Meir Litvak is a Professor at the Department of Middle Eastern History and a senior research associate at the Alliance Center for Iranian Studies at Tel Aviv University. His major field of research is the linkage between religion, society, and politics in modern Iranian Shi`ism and the linkage between nationalism and religion in the Muslim Middle East. Litvak has also researched antisemitism in Iran and in the Arab world, particularly attitudes towards the Holocaust and has written on the ideology of the Palestinian Hamas movement.
Norman Goda is the Norman and Irma Braman Professor of Holocaust Studies at the University of Florida. He received his Ph.D. from the University of North Carolina at Chapel Hill.

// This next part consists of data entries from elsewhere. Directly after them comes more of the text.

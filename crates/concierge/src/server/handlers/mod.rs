pub mod analytics;
pub mod ask;
pub mod history;
pub mod status;
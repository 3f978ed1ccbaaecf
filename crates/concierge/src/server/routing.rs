//! Axum router configuration for all endpoints

use axum::{
  middleware,
  routing::{get, post},
  Router,
};
use std::sync::Arc;

use crate::context::AppContext;
use crate::server::handlers::{analytics, ask, history, status};
use crate::server::middleware::request_context_middleware;

/// Create the application router around a shared context
pub fn create_router(context: Arc<AppContext>) -> Router {
  Router::new()
    .route("/", get(status::home))
    .route("/status", get(status::status))
    .route("/ask", post(ask::ask))
    .route("/analytics", post(analytics::analytics))
    .route("/history", get(history::history))
    .layer(middleware::from_fn(request_context_middleware))
    .with_state(context)
}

He studies modern European history and specializes in the history of the Holocaust, war crimes trials, and twentieth century diplomacy. He teaches courses on the Holocaust and Nazi Germany from historical and interdisciplinary perspectives. He is the author of Tomorrow the World: Hitler, Northwest Africa, and the Path toward America (1998); Tales from Spandau: Nazi Criminals and the Cold War (2007); The Holocaust: Europe, the World, and the Jews (2013). Goda has served as a consultant to the US and German governments, as well as for various radio, television, and film documentaries in the US, Europe, and Israel.
Karin Stögner is Professor of Sociology at the University of Passau. She received both her PhD and her Habilitation from the University of Vienna. Previously she did research and teaching at various universities, e.g. Goethe University Frankfurt, Hebrew University of Jerusalem, Justus Liebig-University Gießen, University of Vienna, Lancaster University, Georgetown University and Central European University. Her research focuses on Critical Theory and feminist theory, on antisemitism, racism, nationalism, and sexism as well as on National Socialism and the post-national-socialist societies. She was coordinator of Research Network 31: Racism and Antisemitism until 2023.
David Hirsh has been in the sociology department at Goldsmiths, University of London since 2003. Hirsh has written Law Against Genocide: Cosmopolitan Trials, which focuses on two trials from the International Criminal Tribunal for the former Yugoslavia, the trial of Andrei Sawoniuk for crimes committed during the Holocaust, and the David Irving libel case, coming to some tentative conclusions about the possibility of the emergence of cosmopolitan law. He is also the author of Contemporary Left Antisemitism, which examines case studies of openly antisemitic discourse which have emerged out of anti-Zionism, and it thinks about specifically sociological approaches to understanding contemporary antisemitism.